From tracking the impacts of invasive species to decoding how wildfires and toxins alter genetic diversity, Fountain’s team uses next-generation sequencing (NGS) to reveal how species survive, or fail to, under environmental pressure. “Everything we do now depends on NGS,” she said. The lab applies a wide range of sequencing approaches, from whole-genome and targeted sequencing to metabarcoding, all tied to next-generation sequencing technology. Each technique brings its own sample types and protocols, reflecting the diversity of questions the team aims to answer.
With thousands of wildlife samples and a small team of students, the lab’s growing success created a new problem: volume.
Before automation, Fountain’s team performed every library prep and magnetic bead cleanup manually, a tedious, error-prone process. “It’s been many years of a lot of pipetting,” she recalled. “I make the joke that you get pipetting thumb, which I think is actually true.”
The challenge went beyond fatigue. “You make one mistake, often near the end of a long library prep, and you’ve just wasted a lot of money and time,” Fountain said. Student error rates could reach up to 50% during manual work, especially in the final stages of complex tasks like barcoding and magnetic bead cleanup.
Then came the turning point. “We had just started a new study to look at the effects of agriculture on wildlife,” Fountain explained. “The project involved processing 3,000 samples in two years and there was no way we could do that manually. That’s when I realized we had to go automated, or it would be a disaster.”
When searching for an automated pipetting system, Fountain weighed cost, accessibility, and trust. She considered other systems but was concerned about the need for proprietary tips and the lack of local support.
A collaborator from the Max Planck Institute in Germany recommended Gilson’s PIPETMAX® 268. “Once I found out a collaborator used it, I felt much more comfortable,” she said. “Plus, the fact that it used regular pipette tips really stood out.”
After a demo with Gilson’s team of application specialists, she was convinced. “They answered all of our questions and worked with us on how to adapt our protocols,” Fountain said. “Some of our samples are tricky—different quality, different species—and they were able to show us how flexible the system could be.”
One feature that really sealed the deal: “The magnetic bead rack, 100%. When I saw that you could automate this step, I was like, all right, that’s it.”

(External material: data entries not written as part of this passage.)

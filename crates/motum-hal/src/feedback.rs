//! Single-slot joint-state feed.
//!
//! The robot's feedback producer runs on its own thread and calls
//! [`JointStateSlot::publish`]; the control loop drains the slot at its own
//! pace.  A sample that arrives before the previous one was consumed
//! replaces it, so the slot never grows.

use std::sync::{Condvar, Mutex, MutexGuard};
use std::time::Duration;

use motum_types::JointSample;

#[derive(Debug, Default)]
pub struct JointStateSlot {
    latest: Mutex<Option<JointSample>>,
    ready: Condvar,
}

impl JointStateSlot {
    pub fn new() -> Self {
        Self::default()
    }

    fn lock(&self) -> MutexGuard<'_, Option<JointSample>> {
        // A panicking producer cannot leave a half-written sample behind.
        self.latest.lock().unwrap_or_else(|poisoned| poisoned.into_inner())
    }

    /// Store `sample`, replacing any unconsumed one.
    pub fn publish(&self, sample: JointSample) {
        *self.lock() = Some(sample);
        self.ready.notify_all();
    }

    /// Take the latest sample without blocking.
    pub fn try_take(&self) -> Option<JointSample> {
        self.lock().take()
    }

    /// Take the latest sample, waiting up to `timeout` for one to arrive.
    pub fn take_timeout(&self, timeout: Duration) -> Option<JointSample> {
        let guard = self.lock();
        let (mut guard, _) = self
            .ready
            .wait_timeout_while(guard, timeout, |slot| slot.is_none())
            .unwrap_or_else(|poisoned| poisoned.into_inner());
        guard.take()
    }
}

#[cfg(test)]
mod tests {
    use super::*;
    use std::collections::BTreeMap;
    use std::sync::Arc;
    use std::thread;

    fn sample(q: f64) -> JointSample {
        JointSample {
            positions: BTreeMap::from([("j1".to_string(), q)]),
            velocities: BTreeMap::new(),
        }
    }

    #[test]
    fn newer_sample_overwrites_unconsumed_one() {
        let slot = JointStateSlot::new();
        slot.publish(sample(1.0));
        slot.publish(sample(2.0));
        assert_eq!(slot.try_take(), Some(sample(2.0)));
        assert_eq!(slot.try_take(), None);
    }

    #[test]
    fn take_timeout_returns_none_when_silent() {
        let slot = JointStateSlot::new();
        assert!(slot.take_timeout(Duration::from_millis(10)).is_none());
    }

    #[test]
    fn take_timeout_wakes_on_publish_from_another_thread() {
        let slot = Arc::new(JointStateSlot::new());
        let producer = slot.clone();
        let handle = thread::spawn(move || {
            thread::sleep(Duration::from_millis(20));
            producer.publish(sample(0.5));
        });
        let got = slot.take_timeout(Duration::from_secs(5));
        handle.join().unwrap();
        assert_eq!(got, Some(sample(0.5)));
    }
}
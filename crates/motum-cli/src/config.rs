//! CLI configuration – reads/writes `~/.motum/config.toml`.
//!
//! ```toml
//! [controller]
//! sample_period = 0.05
//! max_trajectory_length = 30.0
//!
//! [controller.collision_avoidance]
//! max_velocity = 0.2
//!
//! [robot]
//! description = "/path/to/robot.json"   # omit for the built-in planar arm
//! damping = 0.0001
//! ```

use motum_types::ControllerConfig;
use serde::{Deserialize, Serialize};
use std::fs;
use std::path::{Path, PathBuf};

/// Which simulated robot to drive and how its solver is tuned.
#[derive(Debug, Clone, PartialEq, Serialize, Deserialize)]
pub struct RobotConfig {
    /// JSON or TOML robot description; the built-in planar arm when unset.
    #[serde(default, skip_serializing_if = "Option::is_none")]
    pub description: Option<PathBuf>,

    /// Damping of the reference least-squares solver.
    #[serde(default = "default_damping")]
    pub damping: f64,
}

fn default_damping() -> f64 {
    1e-4
}

impl Default for RobotConfig {
    fn default() -> Self {
        Self {
            description: None,
            damping: default_damping(),
        }
    }
}

/// Persisted configuration stored in `~/.motum/config.toml`.
#[derive(Debug, Clone, Default, PartialEq, Serialize, Deserialize)]
pub struct Config {
    #[serde(default)]
    pub controller: ControllerConfig,
    #[serde(default)]
    pub robot: RobotConfig,
}

/// Return the path to `~/.motum/config.toml`.
pub fn config_path() -> PathBuf {
    config_path_for_home(
        &std::env::var("HOME")
            .or_else(|_| std::env::var("USERPROFILE"))
            .unwrap_or_else(|_| ".".to_string()),
    )
}

pub(crate) fn config_path_for_home(home: &str) -> PathBuf {
    PathBuf::from(home).join(".motum").join("config.toml")
}

/// Load the config from a specific path.  `None` if the file does not exist.
pub fn load_from(path: &Path) -> Result<Option<Config>, String> {
    if !path.exists() {
        return Ok(None);
    }
    let raw = fs::read_to_string(path)
        .map_err(|e| format!("Failed to read config at {}: {}", path.display(), e))?;
    let mut cfg: Config = toml::from_str(&raw).map_err(|e| format!("Failed to parse config: {}", e))?;
    apply_env_overrides(&mut cfg);
    validate(&cfg).map_err(|e| format!("Invalid config at {}: {}", path.display(), e))?;
    Ok(Some(cfg))
}

/// Load from `path`, or the default location; fall back to defaults (with
/// environment overrides) when the file is absent.
pub fn load_or_default(path: Option<&Path>) -> Result<Config, String> {
    let path = path.map_or_else(config_path, Path::to_path_buf);
    match load_from(&path)? {
        Some(cfg) => Ok(cfg),
        None => {
            let mut cfg = Config::default();
            apply_env_overrides(&mut cfg);
            validate(&cfg).map_err(|e| format!("Invalid config: {}", e))?;
            Ok(cfg)
        }
    }
}

/// Check value ranges the controller relies on.
pub fn validate(cfg: &Config) -> Result<(), String> {
    cfg.controller.validate().map_err(|e| format!("controller.{}", e))?;
    if !cfg.robot.damping.is_finite() || cfg.robot.damping < 0.0 {
        return Err(format!("robot.damping: must not be negative, got {}", cfg.robot.damping));
    }
    Ok(())
}

/// Apply `MOTUM_*` environment variable overrides to `cfg`.
///
/// | Variable | Config field |
/// |---|---|
/// | `MOTUM_SAMPLE_PERIOD` | `controller.sample_period` |
/// | `MOTUM_MAX_TRAJECTORY_LENGTH` | `controller.max_trajectory_length` |
/// | `MOTUM_FIRST_SAMPLE_TIMEOUT_MS` | `controller.first_sample_timeout_ms` |
///
/// Unparsable or non-positive values are ignored.
pub fn apply_env_overrides(cfg: &mut Config) {
    if let Ok(v) = std::env::var("MOTUM_SAMPLE_PERIOD")
        && let Ok(period) = v.parse::<f64>()
        && period > 0.0
    {
        cfg.controller.sample_period = period;
    }
    if let Ok(v) = std::env::var("MOTUM_MAX_TRAJECTORY_LENGTH")
        && let Ok(length) = v.parse::<f64>()
        && length > 0.0
    {
        cfg.controller.max_trajectory_length = length;
    }
    if let Ok(v) = std::env::var("MOTUM_FIRST_SAMPLE_TIMEOUT_MS")
        && let Ok(ms) = v.parse::<u64>()
    {
        cfg.controller.first_sample_timeout_ms = ms;
    }
}

/// Save the config to a specific path, creating the parent directory.
pub fn save_to(cfg: &Config, path: &Path) -> Result<(), String> {
    if let Some(parent) = path.parent() {
        fs::create_dir_all(parent).map_err(|e| format!("Failed to create config directory: {}", e))?;
    }
    let raw = toml::to_string_pretty(cfg).map_err(|e| format!("Failed to serialize config: {}", e))?;
    fs::write(path, raw).map_err(|e| format!("Failed to write config at {}: {}", path.display(), e))
}

#[cfg(test)]
mod tests {
    use super::*;

    #[test]
    fn roundtrip_default_config() {
        let dir = tempfile::tempdir().expect("tmp dir");
        let path = config_path_for_home(&dir.path().to_string_lossy());

        let cfg = Config::default();
        save_to(&cfg, &path).expect("save");

        let loaded = load_from(&path).expect("load ok").expect("some");
        assert_eq!(loaded.controller.prediction_horizon, 7);
        assert_eq!(loaded.controller.collision_avoidance, cfg.controller.collision_avoidance);
        assert_eq!(loaded.robot, RobotConfig::default());
    }

    #[test]
    fn partial_tables_keep_defaults() {
        let dir = tempfile::tempdir().expect("tmp dir");
        let path = dir.path().join("config.toml");
        std::fs::write(
            &path,
            "[controller]\nconvergence_window = 4\n\n[controller.collision_avoidance]\nmax_velocity = 0.5\n",
        )
        .unwrap();

        let cfg = load_from(&path).unwrap().unwrap();
        assert_eq!(cfg.controller.convergence_window, 4);
        assert_eq!(cfg.controller.collision_avoidance.max_velocity, 0.5);
        assert_eq!(cfg.controller.minimum_episode_time, 1.0);
        assert!(cfg.robot.description.is_none());
    }

    #[test]
    fn malformed_file_is_an_error() {
        let dir = tempfile::tempdir().expect("tmp dir");
        let path = dir.path().join("config.toml");
        std::fs::write(&path, "[controller\n").unwrap();
        let err = load_from(&path).unwrap_err();
        assert!(err.starts_with("Failed to parse config"), "{err}");
    }

    #[test]
    fn negative_collision_velocity_is_rejected_at_load() {
        let dir = tempfile::tempdir().expect("tmp dir");
        let path = dir.path().join("config.toml");
        std::fs::write(&path, "[controller.collision_avoidance]\nmax_velocity = -0.2\n").unwrap();
        let err = load_from(&path).unwrap_err();
        assert!(err.contains("controller.collision_avoidance.max_velocity"), "{err}");
        assert!(load_or_default(Some(&path)).is_err());
    }

    #[test]
    fn negative_damping_is_rejected() {
        let mut cfg = Config::default();
        cfg.robot.damping = -1.0;
        assert!(validate(&cfg).unwrap_err().starts_with("robot.damping"));
        assert_eq!(validate(&Config::default()), Ok(()));
    }

    #[test]
    fn config_path_points_to_motum_dir() {
        let p = config_path_for_home("/home/testuser");
        assert!(p.to_string_lossy().contains(".motum"));
        assert!(p.to_string_lossy().ends_with("config.toml"));
    }

    #[test]
    fn load_from_returns_none_when_missing() {
        let dir = tempfile::tempdir().expect("tmp dir");
        let path = config_path_for_home(&dir.path().to_string_lossy());
        assert!(load_from(&path).expect("no error").is_none());
        assert_eq!(load_or_default(Some(&path)).unwrap().robot.damping, 1e-4);
    }

    // Each test owns a distinct variable so parallel tests do not race.

    #[test]
    fn env_overrides_sample_period() {
        // SAFETY: no other test reads or writes this variable.
        unsafe { std::env::set_var("MOTUM_SAMPLE_PERIOD", "0.01") };
        let mut cfg = Config::default();
        apply_env_overrides(&mut cfg);
        assert_eq!(cfg.controller.sample_period, 0.01);
        unsafe { std::env::remove_var("MOTUM_SAMPLE_PERIOD") };
    }

    #[test]
    fn env_overrides_ignore_invalid_length() {
        // SAFETY: no other test reads or writes this variable.
        unsafe { std::env::set_var("MOTUM_MAX_TRAJECTORY_LENGTH", "-3") };
        let mut cfg = Config::default();
        apply_env_overrides(&mut cfg);
        assert_eq!(cfg.controller.max_trajectory_length, 30.0);
        unsafe { std::env::remove_var("MOTUM_MAX_TRAJECTORY_LENGTH") };
    }

    #[test]
    fn env_overrides_first_sample_timeout() {
        // SAFETY: no other test reads or writes this variable.
        unsafe { std::env::set_var("MOTUM_FIRST_SAMPLE_TIMEOUT_MS", "1500") };
        let mut cfg = Config::default();
        apply_env_overrides(&mut cfg);
        assert_eq!(cfg.controller.first_sample_timeout_ms, 1500);
        unsafe { std::env::remove_var("MOTUM_FIRST_SAMPLE_TIMEOUT_MS") };
    }
}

Fountain used task-based automation to address the most error-prone and time-consuming part of her workflow: magnetic bead cleanups for NGS library prep . “That’s the step where I saw the most mistakes,” she said. “It’s time consuming, and people struggle with timing and often over-dry or under-dry the beads, leave product behind, or lose samples.”
FIgure 1. PIPETMAX 268 running task-based automation for magnetic bead cleanups in NGS library prep at Peery Lab
With PIPETMAX 268, each 96-well plate was processed consistently. “It was just so nice to see all samples processed in a robust and reproducible manner,” she said. Once the cleanup protocol was optimized, her team expanded to barcoding steps, freeing up valuable time and reducing error rates dramatically.
The learning curve was manageable thanks to Gilson’s support. “Gilson’s application team was amazing,” Fountain recalled. “Every question I had, even small ones, they’d make a quick video showing me how to do it. We’d ask for tweaks and get them right away. It made the whole setup easy.”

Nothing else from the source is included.